Sacrifícios impostos pelo PSD e pelo CDS/PP fizeram disparar os níveis de pobreza no nosso país, frisou Carlos César

O cabeça de lista do PS/Açores às próximas eleições legislativas, Carlos César, salientou este sábado que a austeridade imposta pelo Governo da República do PSD e do CDS/PP fez recuar a riqueza do nosso país, expressa pelo PIB, para níveis de há 15 anos atrás e gerou a maior incidência de pobreza em Portugal, desde que há registo estatístico.

Carlos César falava num encontro com apoiantes, na freguesia da Maia, no Concelho da Ribeira Grande.

O candidato do PS lembrou que a “crise que atravessamos teve origem nos Estados Unidos, tendo atingido duramente a Europa e, particularmente, Portugal, que ficou atolado em muitas dificuldades”, realçando que nos últimos anos a “situação económica internacional mudou muito, nomeadamente através da redução dos preços do petróleo, das matérias-primas, dos juros e da maior facilidade de acesso ao crédito, o novo Quadro Comunitário de Apoio”.

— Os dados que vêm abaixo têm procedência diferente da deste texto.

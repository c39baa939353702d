//! An and-inverter graph on top of a petgraph `StableGraph`.
//!
//! Edges run from fanin to consumer and carry their inversion flag as weight.
//! Node indices stay valid when other nodes are removed, so handles taken
//! before a [`GraphAig::sweep`] keep naming the same nodes afterwards.

use std::collections::HashSet;
use std::io::{self, Write};

use log::debug;
use petgraph::prelude::*;

use crate::aig::{Aig, AigNode};
use crate::cone::collect_cone_support;
use crate::fanout::FanoutCounts;
use crate::node::{Edge, NodeId, NodeKind};
use crate::refs::{RefWalk, Traversal};
use crate::traits::Network;
use crate::trav::TravIds;

/// A graph node. AND gates remember their two fanin edges in order.
#[derive(Clone, Copy, Debug, PartialEq, Eq)]
pub enum GraphNode {
    /// The constant zero.
    Const,
    /// A combinational input, by position.
    Input(usize),
    /// A two-input AND gate.
    And([EdgeIndex; 2]),
}

/// An and-inverter graph with stable node indices.
#[derive(Clone, Debug)]
pub struct GraphAig {
    graph: StableGraph<GraphNode, bool, Directed>,
    outputs: Vec<Edge>,
    inputs: usize,
    zero: NodeIndex,
    fanouts: FanoutCounts,
    trav: TravIds,
}

impl Default for GraphAig {
    fn default() -> Self {
        Self::new()
    }
}

fn id(index: NodeIndex) -> NodeId {
    NodeId::new(index.index())
}

fn index(node: NodeId) -> NodeIndex {
    NodeIndex::new(node.index())
}

impl GraphAig {
    /// Create a graph holding only the constant node.
    #[must_use]
    pub fn new() -> Self {
        let mut aig = Self {
            graph: StableGraph::new(),
            outputs: Vec::new(),
            inputs: 0,
            zero: NodeIndex::end(),
            fanouts: FanoutCounts::new(),
            trav: TravIds::new(),
        };
        aig.zero = aig.add_node(GraphNode::Const);
        aig
    }

    fn add_node(&mut self, node: GraphNode) -> NodeIndex {
        let index = self.graph.add_node(node);
        // Freed slots are reused; a recycled node starts unvisited.
        self.fanouts.resize(index.index() + 1);
        self.trav.resize(index.index() + 1);
        self.trav.unmark(id(index));
        index
    }

    /// The constant zero edge.
    #[must_use]
    pub fn const0(&self) -> Edge {
        Edge::new(id(self.zero), false)
    }

    /// Add a combinational input.
    pub fn add_input(&mut self) -> Edge {
        let node = self.add_node(GraphNode::Input(self.inputs));
        self.inputs += 1;
        Edge::from(id(node))
    }

    /// Add the AND of two edges.
    pub fn add_and(&mut self, fanin0: Edge, fanin1: Edge) -> Edge {
        let node = self.add_node(GraphNode::And([EdgeIndex::end(); 2]));
        self.connect(node, [fanin0, fanin1]);
        Edge::from(id(node))
    }

    fn connect(&mut self, node: NodeIndex, fanins: [Edge; 2]) {
        let edges = fanins.map(|fanin| {
            self.fanouts.increment(fanin.node());
            self.graph.add_edge(index(fanin.node()), node, fanin.is_complement())
        });
        self.graph[node] = GraphNode::And(edges);
    }

    /// Add an output driven by `edge`, returning its position.
    pub fn add_output(&mut self, edge: Edge) -> usize {
        self.fanouts.increment(edge.node());
        self.outputs.push(edge);
        self.outputs.len() - 1
    }

    /// Outputs, in order.
    #[must_use]
    pub fn outputs(&self) -> &[Edge] {
        &self.outputs
    }

    /// Number of nodes currently in the graph.
    #[must_use]
    pub fn live_count(&self) -> usize {
        self.graph.node_count()
    }

    /// The underlying graph.
    #[must_use]
    pub const fn graph(&self) -> &StableGraph<GraphNode, bool> {
        &self.graph
    }

    /// Remove every AND gate nothing consumes, together with its MFFC.
    ///
    /// Returns the number of nodes removed. The constant node is never removed.
    pub fn sweep(&mut self) -> usize {
        let dead = self
            .graph
            .node_indices()
            .filter(|&node| matches!(self.graph[node], GraphNode::And(_)) && self.fanouts.count(id(node)) == 0)
            .collect::<Vec<_>>();

        // Dangling logic can be arbitrarily deep.
        let walk = RefWalk::new().traversal(Traversal::Iterative);
        let mut removed = 0;
        for root in dead {
            // The cone is deleted, so it is never referenced back.
            walk.deref(self, id(root));
            for node in collect_cone_support(self, id(root), None, Traversal::Iterative).cone {
                if index(node) != self.zero {
                    self.graph.remove_node(index(node));
                    removed += 1;
                }
            }
        }
        debug!("swept {} dead nodes, {} remain", removed, self.graph.node_count());
        removed
    }

    /// Write the graph in graphviz format, filling the nodes of `highlight`.
    ///
    /// # Errors
    ///
    /// Returns any error raised by `f`.
    pub fn to_graphviz(&self, mut f: impl Write, highlight: &[NodeId]) -> io::Result<()> {
        let highlight = highlight.iter().copied().collect::<HashSet<_>>();

        writeln!(f, "digraph {{")?;

        for node in self.graph.node_indices() {
            let fill = if highlight.contains(&id(node)) { ",style=filled,fillcolor=orange" } else { "" };
            match self.graph[node] {
                GraphNode::Const => {
                    writeln!(f, "{} [shape=point{}];", node.index(), fill)?;
                }
                GraphNode::Input(position) => {
                    writeln!(f, "{} [shape=box,color=blue,label=\"Input {}\"{}];", node.index(), position, fill)?;
                }
                GraphNode::And(_) => {
                    writeln!(f, "{} [label=\"AND {0}\"{}];", node.index(), fill)?;
                }
            }
        }

        for edge in self.graph.edge_indices() {
            let (from, to) = self.graph.edge_endpoints(edge).expect("edge index from the graph has endpoints");
            writeln!(f, "{} -> {}{};", from.index(), to.index(), inversion(self.graph[edge]))?;
        }

        for (position, output) in self.outputs.iter().enumerate() {
            writeln!(f, "o{} [shape=box,color=green,label=\"Output {0}\"];", position)?;
            writeln!(f, "{} -> o{}{};", output.node().index(), position, inversion(output.is_complement()))?;
        }

        writeln!(f, "}}")
    }
}

const fn inversion(inverted: bool) -> &'static str {
    if inverted {
        " [dir=both,arrowtail=odot]"
    } else {
        ""
    }
}

impl From<&Aig> for GraphAig {
    /// Copy `aig` node for node; every node keeps its index.
    fn from(aig: &Aig) -> Self {
        let mut graph = Self::new();
        for position in 1..aig.node_count() {
            let node = match aig.node(NodeId::new(position)) {
                AigNode::Input(_) | AigNode::Latch(_) => {
                    graph.inputs += 1;
                    GraphNode::Input(graph.inputs - 1)
                }
                AigNode::And(..) => GraphNode::And([EdgeIndex::end(); 2]),
                AigNode::Const => unreachable!("only node 0 is constant"),
            };
            let added = graph.add_node(node);
            debug_assert_eq!(added.index(), position);
        }
        for node in aig.iter_ands() {
            if let AigNode::And(fanin0, fanin1) = aig.node(node) {
                graph.connect(index(node), [fanin0, fanin1]);
            }
        }
        // Latch next-states follow the primary outputs.
        for &output in aig.outputs() {
            graph.add_output(output);
        }
        for latch in aig.latches() {
            graph.add_output(latch.next);
        }
        graph
    }
}

impl Network for GraphAig {
    fn node_count(&self) -> usize {
        self.fanouts.len()
    }

    fn contains(&self, node: NodeId) -> bool {
        self.graph.contains_node(index(node))
    }

    fn kind(&self, node: NodeId) -> NodeKind {
        match self.graph[index(node)] {
            GraphNode::Input(_) => NodeKind::Leaf,
            GraphNode::Const | GraphNode::And(_) => NodeKind::Internal,
        }
    }

    fn fanin_count(&self, node: NodeId) -> usize {
        match self.graph[index(node)] {
            GraphNode::And(_) => 2,
            GraphNode::Const | GraphNode::Input(_) => 0,
        }
    }

    fn fanin(&self, node: NodeId, position: usize) -> Edge {
        match self.graph[index(node)] {
            GraphNode::And(edges) => {
                let edge = edges[position];
                let (source, _) = self.graph.edge_endpoints(edge).expect("fanin edge of a live node exists");
                Edge::new(id(source), self.graph[edge])
            }
            GraphNode::Const | GraphNode::Input(_) => panic!("{} has no fanin {}", node, position),
        }
    }

    fn fanouts(&self) -> &FanoutCounts {
        &self.fanouts
    }

    fn fanouts_mut(&mut self) -> &mut FanoutCounts {
        &mut self.fanouts
    }

    fn trav_ids(&self) -> &TravIds {
        &self.trav
    }

    fn trav_ids_mut(&mut self) -> &mut TravIds {
        &mut self.trav
    }
}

Carlos César realçou que as “economias Europeias floresceram, ajudando também a economia Portuguesa que, apesar deste enquadramento, não cresceu tanto como poderia”, atribuindo estes resultados à “má governação que o país teve nos últimos 4 anos, com o PSD e com o CDS/PP”.

“Tantos sacrifícios para tão poucos resultados, tantas famílias que ficaram para trás, tantas empresas que soçobraram, tantos empregos perdidos e, afinal, para quê? Pusemos a economia portuguesa a crescer mais do que os outros? Os resultados estão à vista. Ainda no último trimestre verificámos que a economia portuguesa cresceu metade do que a economia da nossa vizinha Espanha e cresceu menos do que a economia em pior situação da Europa, a economia da Grécia”.

Carlos César criticou que a coligação do PSD e CDS/PP tenha imposto, nos últimos 4 anos uma “carga fiscal nunca antes vista no nosso país, com aumentos do IVA, do IRS, do IMI, das taxas moderadoras, com a diminuição de vencimentos, das pensões e de abonos de família, sem que Portugal conseguisse diminuir a sua dívida pública, aumentando-a em 34 mil milhões de euros”.

Referindo-se às últimas estatísticas que revelaram um ligeiro acréscimo do emprego em Portugal, Carlos César salientou que o país perdeu 250 mil empregos nos últimos 4 anos” e que “Portugal tem hoje a 5ª maior taxa de desemprego dos 28 países da União Europeia, o que não pode ser motivo de orgulho nem resultado de uma boa governação”.

“Nos Açores, diminuiu o desemprego porque houve criação de emprego e no país diminuiu o desemprego, porque aumentou a emigração. Isto demonstra que se governa melhor nos Açores, como há muitos anos acontece”, realçou.

Carlos César explicou que “o PS apresentou as suas contas, que dão mais margem às famílias e mais fôlego às empresas, sem perdermos uma orientação de equilíbrio das nossas finanças públicas; o PS sabe que é possível reduzir a carga fiscal do nosso país, que hoje é de cerca de 36.7%, para 34%, reduzindo impostos fundamentais para a atividade económica e para a capitalização de pequenas empresas”, exemplificando com a taxa de IVA na restauração que “se o PS ganhar estas eleições passará, nos Açores, de 18% para 9%, permitindo a um conjunto vastíssimo de pequenas empresas da nossa região recuperar o fôlego e a sua capacidade para se manterem e dinamizarem a sua atividade”.

O socialista criticou o governo de Passos Coelho por “aplicar uma sobretaxa aos funcionários públicos dos Açores” e ter “levado esse dinheiro para Lisboa, com os aplausos do PSD/Açores e do CDS/PP/Açores”, quando as “receitas fiscais cobradas e geradas na nossa Região devem ficar na nossa Região, para que o Governo Regional possa servir melhor os Açorianos”.

Carlos César criticou que a “cabeça de lista do PSD/Açores defenda mais o Governo da República do que os Açores” e sublinhou que “existem muitas razões para, nos Açores, votarmos no PS. Porque precisamos de ter quem nos defenda e quem tenha credibilidade para isso, na Assembleia da República”.